Jim Twiggs (3): "(Dowling) goes on to say that in Pale Fire, the Nabokov-like narrator is telling the story as a voice that, if it survives, will have exactly the same status as John Shade and Kinbote's. Here, it seems to me, he is either wrong or his point is trivial...In Pale Fire as most of us read it, Shade, Kinbote, and Jack Grey are on the same fictive level. Gradus, however is not on this level. Gradus is a character within Kinbote's story...If the N-LN's sole function is to be Nabokov's stand-in as creator of the novel, this is only slightly more interesting than Hitchcock strolling into one of his own movies...structurally it is trivial. All it does is push Kinbote, Shade, Grey, and Gradus up one notch on the fictive scale. All the old questions remain untouched.The second possibility is that the N-LN and Kinbote are one and the same. In this version, the N-LN is the ground-level personality whose insanity lies in thinking he is Charles the Beloved, the deposed king of Zembla. It is the N-LN, so conceived, who comes into view when the Kinbote mask slips." ..."In the second passage Kinbote goes in and out of his two identities.

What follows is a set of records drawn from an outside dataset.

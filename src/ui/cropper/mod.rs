// SPDX-License-Identifier: MPL-2.0
//! Crop dialog for catalog images.
//!
//! The session owns the transform and preview; the host loads the source,
//! runs [`CropJob::run`] off the UI thread, uploads the result and reports
//! back with [`Session::complete`].

pub mod session;
pub mod view;

pub use session::{CropJob, CropSettings, Event, Message, Session, SessionId};
pub use view::ViewContext;
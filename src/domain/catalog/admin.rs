// SPDX-License-Identifier: MPL-2.0
//! Explicit admin session context.
//!
//! The admin surface receives an [`AdminContext`] when it is built. It never
//! looks up session or role state on its own.

use serde::{Deserialize, Serialize};

#[derive(Debug, Clone, Copy, PartialEq, Eq, Default, Serialize, Deserialize)]
#[serde(rename_all = "lowercase")]
pub enum Role {
    Admin,
    #[default]
    Viewer,
}

/// Resolved identity of the operator using the admin tools.
#[derive(Debug, Clone, PartialEq, Eq)]
pub struct AdminContext {
    email: String,
    role: Role,
}

impl AdminContext {
    #[must_use]
    pub fn new(email: impl Into<String>, role: Role) -> Self {
        Self {
            email: email.into(),
            role,
        }
    }

    #[must_use]
    pub fn email(&self) -> &str {
        &self.email
    }

    #[must_use]
    pub fn role(&self) -> Role {
        self.role
    }

    #[must_use]
    pub fn is_admin(&self) -> bool {
        matches!(self.role, Role::Admin)
    }
}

In describing a possible play, he gives away the plot of the novel (as he sees it) and shows a clear awareness that he is a deranged figment of his (as it turns out, Botkin's) own imagination. In the final possibility (and I believe the one that has come true)-- "I may huddle and groan in a madhouse" 
 
Mary Bellino: "I assume a fairly straightforward, "traditional" reading of PF, positing an insane Kinbote who may or may not be V. Botkin, whose Zemblan life is a figment of his imagination but whose reportage of _events_ in New Wye is reliable (he did receive a note that said "You have h.......s real bad") even though his _interpretation_ of these events is wildly and transparently inaccurate (the note referred to halitosis, not hallucinations). This reading may also be extended to cover the Shade-as-author theory, if we assume that Shade went to extraordinary lengths to create verisimilitude in the account of the writing and publishing of "Kinbote's" commentary."
 
(this is the first instalment, part II will be submitted to our Eds soon. I wish the postings were briefer.)
 
..........................................................

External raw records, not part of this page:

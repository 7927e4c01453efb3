// SPDX-License-Identifier: MPL-2.0
//! Port definitions (traits) for dependency inversion.
//!
//! This module defines abstract interfaces that infrastructure adapters implement.
//! These traits use only domain types, ensuring the application layer remains
//! independent of concrete implementations.
//!
//! # Available Ports
//!
//! - [`analytics`]: Storefront visit log and weekly stats
//! - [`auth`]: Admin identity resolution and invitation signup
//! - [`catalog`]: Collection persistence
//! - [`invitation`]: Invitation persistence
//! - [`launcher`]: Opening external links (messaging deep links)
//! - [`media`]: Fetching image bytes by url
//! - [`storage`]: Binary object upload returning a public url
//! - [`video`]: Video playback sessions and their events
//!
//! # Design Notes
//!
//! - All traits use domain types only (no Iced handles)
//! - Traits are `Send + Sync` so adapters can be shared through `Arc`
//! - Methods return `Result` with port error types
//! - No `async fn` - callers wrap calls in Iced's `Task::perform`

pub mod analytics;
pub mod auth;
pub mod catalog;
pub mod invitation;
pub mod launcher;
pub mod media;
pub mod storage;
pub mod video;

pub use analytics::{AnalyticsError, VisitTracker};
pub use auth::{AuthError, AuthProvider};
pub use catalog::{CatalogError, CatalogStore};
pub use invitation::{InvitationError, InvitationStore};
pub use launcher::{LaunchError, LinkLauncher};
pub use media::{FetchError, ImageSource};
pub use storage::{ObjectStorage, StorageError};
pub use video::{EventSink, PlaybackSession, SurfaceEvent, VideoSurface};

* "Gradus is now much nearer to us in space and time...his human incompleteness ...we may concede, doctor, that our half-man was also half mad" and "My own opinion, which I would like the doctor to confirm, is that the French sandwich was engaged in an intestinal internecine war..." Compare to Shade: "But, Doctor, I was dead!/ He smiled. "Not quite: just half a shade."  Or Kinbote's note to it: "Another fine example of our poet’s special brand of combinational magic. The subtle pun here turns on two additional meanings of "shade"...The doctor is made to suggest that not only did Shade retain in his trance half of his identity but that he was also half a ghost. Knowing the particular medical man who treated my friend at the time, I venture to add that he is far too stodgy to have displayed any such wit."